--- RECORDS FOR THIS EXERCISE Enclosed Below ---

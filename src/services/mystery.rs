//! Mystery audits and the controller's field-worker roster
//!
//! A mystery audit is submitted in one request, already complete. Photo
//! uploads follow the school-audit rule: a failure is recorded as a sentinel
//! and the record is still stored.

use bson::oid::ObjectId;
use chrono::{DateTime, Datelike, FixedOffset, NaiveTime, Utc};
use serde::Serialize;
use serde_json::{Map, Value};
use std::sync::Arc;
use tracing::info;

use super::audits::{parse_client_timestamp, upload_image, DISPLAY_TIMESTAMP_FORMAT};
use super::{float_field, normalize_email, str_field};
use crate::auth::Role;
use crate::blob::BlobStore;
use crate::db::schemas::{
    AuditState, GeoPoint, MysteryAuditDoc, StaffEvaluation, MYSTERY_AUDIT_TYPE,
};
use crate::store::{MysteryAuditStore, UserStore};
use crate::types::{FieldOpsError, Result};

const SUBMIT_FIELDS: &[&str] = &[
    "latitude",
    "longitude",
    "image",
    "timestamp",
    "user_email",
    "audit_type",
    "evaluations",
    "cityName",
];

const DEFAULT_PAGE_SIZE: u64 = 10;
const MAX_PAGE_SIZE: u64 = 100;

/// One page of a user's mystery audits
#[derive(Debug)]
pub struct MysteryAuditPage {
    pub audits: Vec<MysteryAuditDoc>,
    pub total_count: u64,
    pub page: u64,
    pub limit: u64,
    pub has_more: bool,
}

#[derive(Debug, Default, Serialize)]
pub struct MysteryAuditStats {
    pub total_audits: u64,
    pub this_month: u64,
    pub total_staff_evaluated: i64,
    pub average_staff_per_audit: f64,
}

/// Field workers reporting to a controller
#[derive(Debug, Serialize)]
pub struct Roster {
    pub users: Vec<String>,
    pub count: usize,
    pub controller_email: String,
}

/// Required fields that are absent, null or empty strings
fn blank_fields(body: &Value) -> Vec<&'static str> {
    SUBMIT_FIELDS
        .iter()
        .copied()
        .filter(|field| match body.get(*field) {
            None | Some(Value::Null) => true,
            Some(Value::String(s)) => *field != "evaluations" && s.is_empty(),
            Some(_) => false,
        })
        .collect()
}

/// Scorecard with every field present and non-blank. `position` is 1-based.
fn parse_evaluation(position: usize, raw: &Value) -> Result<StaffEvaluation> {
    let mut fields = Map::new();
    for field in StaffEvaluation::FIELDS {
        let text = str_field(raw, field)
            .map(|s| s.trim().to_string())
            .filter(|s| !s.is_empty())
            .ok_or_else(|| {
                FieldOpsError::BadRequest(format!(
                    "Evaluation {} is missing required field: {}",
                    position, field
                ))
            })?;
        fields.insert(field.to_string(), Value::String(text));
    }
    Ok(serde_json::from_value(Value::Object(fields))?)
}
//! Fieldops - school assignment and audit backend

use clap::Parser;
use std::sync::Arc;
use tracing::{error, info, warn};
use tracing_subscriber::{layer::SubscriberExt, util::SubscriberInitExt};

use fieldops::{
    blob::{BlobStore, HttpBlobStore, MemoryBlobStore, UnavailableBlobStore},
    config::Args,
    db::MongoClient,
    server::{self, AppState},
    store::{MemoryStore, MongoStore, Stores},
};

#[tokio::main]
async fn main() -> anyhow::Result<()> {
    // Load environment variables from .env file if present
    let _ = dotenvy::dotenv();

    let args = Args::parse();

    // Initialize tracing/logging
    let log_level = args.log_level.clone();
    tracing_subscriber::registry()
        .with(
            tracing_subscriber::EnvFilter::try_from_default_env()
                .unwrap_or_else(|_| format!("fieldops={},info", log_level).into()),
        )
        .with(tracing_subscriber::fmt::layer())
        .init();

    if let Err(e) = args.validate() {
        error!("Configuration error: {}", e);
        std::process::exit(1);
    }

    info!("======================================");
    info!("  Fieldops - School Assignments & Audits");
    info!("======================================");
    info!("Listen: {}", args.listen);
    info!("Mode: {}", if args.dev_mode { "DEVELOPMENT" } else { "PRODUCTION" });
    info!("MongoDB: {} (db: {})", args.mongodb_uri, args.mongodb_db);
    info!("Business timezone offset: {} min", args.utc_offset_minutes);
    info!(
        "Assignment window: {} days, sync window: {} days",
        args.assignment_window_days, args.sync_window_days
    );
    info!("======================================");

    // Connect to MongoDB (in-memory fallback in dev mode)
    let stores = match connect_mongo(&args).await {
        Ok(store) => {
            info!("MongoDB connected successfully");
            Stores::mongo(store)
        }
        Err(e) => {
            if args.dev_mode {
                warn!("MongoDB connection failed (dev mode, using in-memory store): {}", e);
                Stores::memory(MemoryStore::new())
            } else {
                error!("MongoDB connection failed: {}", e);
                std::process::exit(1);
            }
        }
    };

    let blobs: Arc<dyn BlobStore> = match (&args.storage_url, args.dev_mode) {
        (Some(url), _) => {
            info!("Blob storage: {}", url);
            Arc::new(HttpBlobStore::new(url))
        }
        (None, true) => {
            warn!("STORAGE_URL not set, keeping audit photos in memory");
            Arc::new(MemoryBlobStore::new())
        }
        (None, false) => {
            warn!("STORAGE_URL not set, photo uploads will be recorded as failed");
            Arc::new(UnavailableBlobStore)
        }
    };

    let state = AppState::new(args, stores, blobs)?;
    server::run(Arc::new(state)).await?;

    Ok(())
}

async fn connect_mongo(args: &Args) -> fieldops::Result<MongoStore> {
    let client = MongoClient::new(&args.mongodb_uri, &args.mongodb_db).await?;
    MongoStore::new(&client).await
}
//! Assignment/audit status reconciliation
//!
//! Assignments and audits are written independently. The reconciler joins
//! them by school identity key: on read it decorates an assignment's schools
//! with live audit statuses, on sync it writes those statuses back onto the
//! assignment document.

mod accessor;
mod identity;
mod merge;
mod resolution;

pub use accessor::AssignmentAccessor;
pub use identity::{dedup_schools, identity_key, Deduped};
pub use merge::{
    merge_for_read, merge_for_sync, MergedSchool, MergedView, StatusSummary, SyncOutcome,
};
pub use resolution::{
    lookup_statuses, parse_audit_date, resolve_statuses, Resolution, ResolutionMap,
    AUDIT_DATE_FORMAT,
};

use bson::DateTime;
use chrono::NaiveDate;
use std::sync::Arc;
use tracing::{debug, info};

use crate::db::schemas::AssignmentDoc;
use crate::store::{AssignmentStore, AuditStore};
use crate::types::{FieldOpsError, Result};

/// Date format of assignment_date
pub const ASSIGNMENT_DATE_FORMAT: &str = "%Y-%m-%d";

/// Read and sync flows over one assignment store and one audit store
#[derive(Clone)]
pub struct Reconciler {
    accessor: AssignmentAccessor,
    audits: Arc<dyn AuditStore>,
}

impl Reconciler {
    pub fn new(assignments: Arc<dyn AssignmentStore>, audits: Arc<dyn AuditStore>) -> Self {
        Self {
            accessor: AssignmentAccessor::new(assignments),
            audits,
        }
    }

    pub fn accessor(&self) -> &AssignmentAccessor {
        &self.accessor
    }

    /// Active assignment for (trainer, date) merged with live audit statuses
    pub async fn view(
        &self,
        trainer_email: &str,
        date: NaiveDate,
    ) -> Result<Option<(AssignmentDoc, MergedView)>> {
        let date_str = date.format(ASSIGNMENT_DATE_FORMAT).to_string();
        let Some(assignment) = self
            .accessor
            .find_active_assignment(trainer_email, &date_str)
            .await?
        else {
            return Ok(None);
        };

        let deduped = dedup_schools(&assignment.schools);
        let resolutions =
            lookup_statuses(self.audits.as_ref(), trainer_email, &deduped, date).await?;
        let view = merge_for_read(deduped, &resolutions);

        debug!(
            trainer = %trainer_email,
            date = %date_str,
            completed = view.summary.completed,
            in_progress = view.summary.in_progress,
            pending = view.summary.pending,
            "Merged assignment view"
        );

        Ok(Some((assignment, view)))
    }

    /// Reconcile one stored assignment, writing back only when something
    /// changed
    pub async fn sync_assignment(&self, assignment: &AssignmentDoc) -> Result<SyncOutcome> {
        let id = assignment
            ._id
            .ok_or_else(|| FieldOpsError::Internal("Assignment has no id".into()))?;
        let target = NaiveDate::parse_from_str(&assignment.assignment_date, ASSIGNMENT_DATE_FORMAT)
            .map_err(|_| {
                FieldOpsError::BadRequest(format!(
                    "Stored assignment {} has invalid date {}",
                    id, assignment.assignment_date
                ))
            })?;

        let deduped = dedup_schools(&assignment.schools);
        let resolutions = lookup_statuses(
            self.audits.as_ref(),
            &assignment.trainer_email,
            &deduped,
            target,
        )
        .await?;
        let outcome = merge_for_sync(deduped, &resolutions, DateTime::now());

        if outcome.changed() {
            self.accessor
                .write_back_school_statuses(&id, &outcome.schools)
                .await?;
            info!(
                assignment_id = %id,
                trainer = %assignment.trainer_email,
                schools_updated = outcome.schools_updated,
                duplicates_removed = outcome.duplicates_removed,
                "Assignment statuses synced"
            );
        }

        Ok(outcome)
    }
}
//! Fieldops - backend for school assignments and school audits
//!
//! Controllers assign schools to trainers for a day, trainers run timed
//! audits at each school, and every read of an assignment reconciles its
//! per-school status against the audit log.
//!
//! ## Services
//!
//! - **Assignments**: Assign, edit, delete and list daily school assignments
//! - **Audits**: Start/end audits with photo capture and session details
//! - **Mystery audits**: One-shot outlet scorecards and the controller roster
//! - **Reconcile**: Dedup schools and derive status from audit records
//! - **Auth**: JWT access/refresh tokens with role-based route guards

pub mod auth;
pub mod blob;
pub mod config;
pub mod db;
pub mod reconcile;
pub mod routes;
pub mod server;
pub mod services;
pub mod store;
pub mod types;

pub use config::Args;
pub use server::{run, AppState};
pub use types::{FieldOpsError, Result};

--- End of Enclosed RECORDS FOR THIS EXERCISE ---

EXERCISE PROMPT
Which lines above include "MongoStore"? Show each of them by copying it.

WRITTEN RESPONSE
    store::{MemoryStore, MongoStore, Stores},
async fn connect_mongo(args: &Args) -> fieldops::Result<MongoStore> {
    MongoStore::new(&client).await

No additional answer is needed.